Lifestyle and dietary modifications can play an important role in the treatment of overactive bladder. These modification include things such as limiting the intake of fluid, caffeinated drinks, carbonated sodas, and alcohol, as they can cause increased urination.
Bladder training entails implementing regimented and scheduled voiding times with progressively less frequent intervals. This type of training helps to normalize urinary control, reduce voiding frequency, increase bladder capacity, improve patient confidence, and decrease episodes of incontinence.
Pelvic floor muscle therapy (PFMT) involves exercises that improve the function and the strength of the muscles of the pelvic floor and the urinary sphincter. These exercises, such as the Kegel exercises, are thought to possibly inhibit the involuntary contraction of the detrusor muscle, thereby reducing the urge to void.
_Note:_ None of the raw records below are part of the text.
//! The extension-side replica: the last successfully pulled bundle, kept in
//! local storage so pages can theme themselves without waiting on the
//! bridge.
//!
//! The replica is eventually consistent by construction. It only ever moves
//! forward to whatever the replication loop pulled last; it never edits
//! theme data itself.

use std::path::{Path, PathBuf};
use std::sync::Arc;
use std::sync::atomic::{AtomicU64, Ordering};

use thiserror::Error;
use tokio::sync::watch;
use tracing::{debug, warn};

use crate::types::{REPLICA_KEY, ReplicaRecord, ThemeBundle};
use crate::util;

#[derive(Debug, Error)]
pub enum ReplicaError {
    #[error("replica io: {0}")]
    Io(#[from] std::io::Error),
    #[error("replica encode: {0}")]
    Encode(#[from] serde_json::Error),
}

/// Shared handle to the replica. Clones observe the same cell.
#[derive(Debug, Clone)]
pub struct ExtensionReplica {
    inner: Arc<ReplicaInner>,
}

#[derive(Debug)]
struct ReplicaInner {
    path: Option<PathBuf>,
    counter: AtomicU64,
    cell: watch::Sender<Option<ReplicaRecord>>,
}

impl ExtensionReplica {
    /// Open a replica backed by a local storage file.
    ///
    /// A missing file is first launch; an unreadable or corrupt one is
    /// logged and treated as absent. Either way the replica starts serving
    /// and the next successful pull overwrites the file.
    pub async fn open(path: impl Into<PathBuf>) -> Self {
        let path = path.into();
        let loaded = load_record(&path).await;
        Self::build(Some(path), loaded)
    }

    /// Replica with no persistence, for tests and ephemeral runs.
    pub fn in_memory() -> Self {
        Self::build(None, None)
    }

    fn build(path: Option<PathBuf>, loaded: Option<ReplicaRecord>) -> Self {
        let counter = AtomicU64::new(loaded.as_ref().map_or(0, |record| record.sync_count));
        let (cell, _) = watch::channel(loaded);
        Self {
            inner: Arc::new(ReplicaInner {
                path,
                counter,
                cell,
            }),
        }
    }

    /// Stamp and store a freshly pulled bundle, then wake subscribers.
    ///
    /// The stamp is always new: the counter increases and the nonce is
    /// regenerated even when `bundle` equals the previous one, so observers
    /// can tell "synced again, nothing changed" from "not syncing".
    /// Persistence happens before notification; subscribers only ever see
    /// states that made it to disk. A failed persist hands the reserved
    /// count back unless a concurrent publish already claimed a later one.
    pub async fn publish(&self, bundle: ThemeBundle) -> Result<ReplicaRecord, ReplicaError> {
        let count = self.inner.counter.fetch_add(1, Ordering::Relaxed) + 1;
        let record = ReplicaRecord::stamp(bundle, count);

        if let Some(path) = &self.inner.path
            && let Err(err) = self.persist(path, &record).await
        {
            let _ = self.inner.counter.compare_exchange(
                count,
                count - 1,
                Ordering::Relaxed,
                Ordering::Relaxed,
            );
            return Err(err);
        }

        self.inner.cell.send_replace(Some(record.clone()));
        Ok(record)
    }

    async fn persist(&self, path: &Path, record: &ReplicaRecord) -> Result<(), ReplicaError> {
        let mut doc = serde_json::Map::new();
        doc.insert(REPLICA_KEY.to_owned(), serde_json::to_value(record)?);
        let bytes = serde_json::to_vec_pretty(&doc)?;
        util::write_atomic(path, &bytes).await?;
        Ok(())
    }

    /// Latest record, if any pull ever succeeded (now or in a past run).
    pub fn current(&self) -> Option<ReplicaRecord> {
        self.inner.cell.borrow().clone()
    }

    /// Watch for new records. The receiver also yields the current value.
    pub fn subscribe(&self) -> watch::Receiver<Option<ReplicaRecord>> {
        self.inner.cell.subscribe()
    }

    pub fn sync_count(&self) -> u64 {
        self.inner.counter.load(Ordering::Relaxed)
    }

    pub fn path(&self) -> Option<&Path> {
        self.inner.path.as_deref()
    }
}

async fn load_record(path: &Path) -> Option<ReplicaRecord> {
    let bytes = match tokio::fs::read(path).await {
        Ok(bytes) => bytes,
        Err(err) if err.kind() == std::io::ErrorKind::NotFound => {
            debug!(path = %path.display(), "no replica cache yet");
            return None;
        }
        Err(err) => {
            warn!(path = %path.display(), error = %err, "replica cache unreadable, starting empty");
            return None;
        }
    };

    let parsed = serde_json::from_slice::<serde_json::Value>(&bytes)
        .ok()
        .and_then(|mut doc| doc.get_mut(REPLICA_KEY).map(serde_json::Value::take))
        .and_then(|value| serde_json::from_value::<ReplicaRecord>(value).ok());
    if parsed.is_none() {
        warn!(path = %path.display(), "replica cache corrupt, starting empty");
    }
    parsed
}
They can be done between 30 to 80 times daily for about eight weeks before noticing significant results.
Biofeedback are techniques used to increase awareness in order to contract pelvic muscles during episodes of urinary urgency. These can be combined with pelvic muscle exercises.
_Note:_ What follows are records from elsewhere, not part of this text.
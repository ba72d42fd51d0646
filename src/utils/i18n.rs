use tracing::{info, warn};

/// Locale used when the configured one has no translations
pub const FALLBACK_LOCALE: &str = "en";

/// Switch the message language, falling back to English for unknown locales
pub fn set_locale(locale: &str) -> &str {
    let available = rust_i18n::available_locales!();

    if available.iter().any(|l| *l == locale) {
        rust_i18n::set_locale(locale);
        info!("Setting locale to {}", locale);
        locale
    } else {
        warn!(
            "Unknown locale {} (available: {}), using {}",
            locale,
            available.join(", "),
            FALLBACK_LOCALE
        );
        rust_i18n::set_locale(FALLBACK_LOCALE);
        FALLBACK_LOCALE
    }
}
Behavioral therapy has been recommended as the first-line therapy for overactive bladder and incontinence in general by the Third International Consultation on Incontinence as well as the Agency for Health Care Policy and Research.
Limitations of behavioral therapy have to do with patient motivation and ability to perform the necessary exercises or techniques. For many of the elderly, especially those with dementia or other neurologic problems, performing and adhering to these treatments can be very challenging and impractical.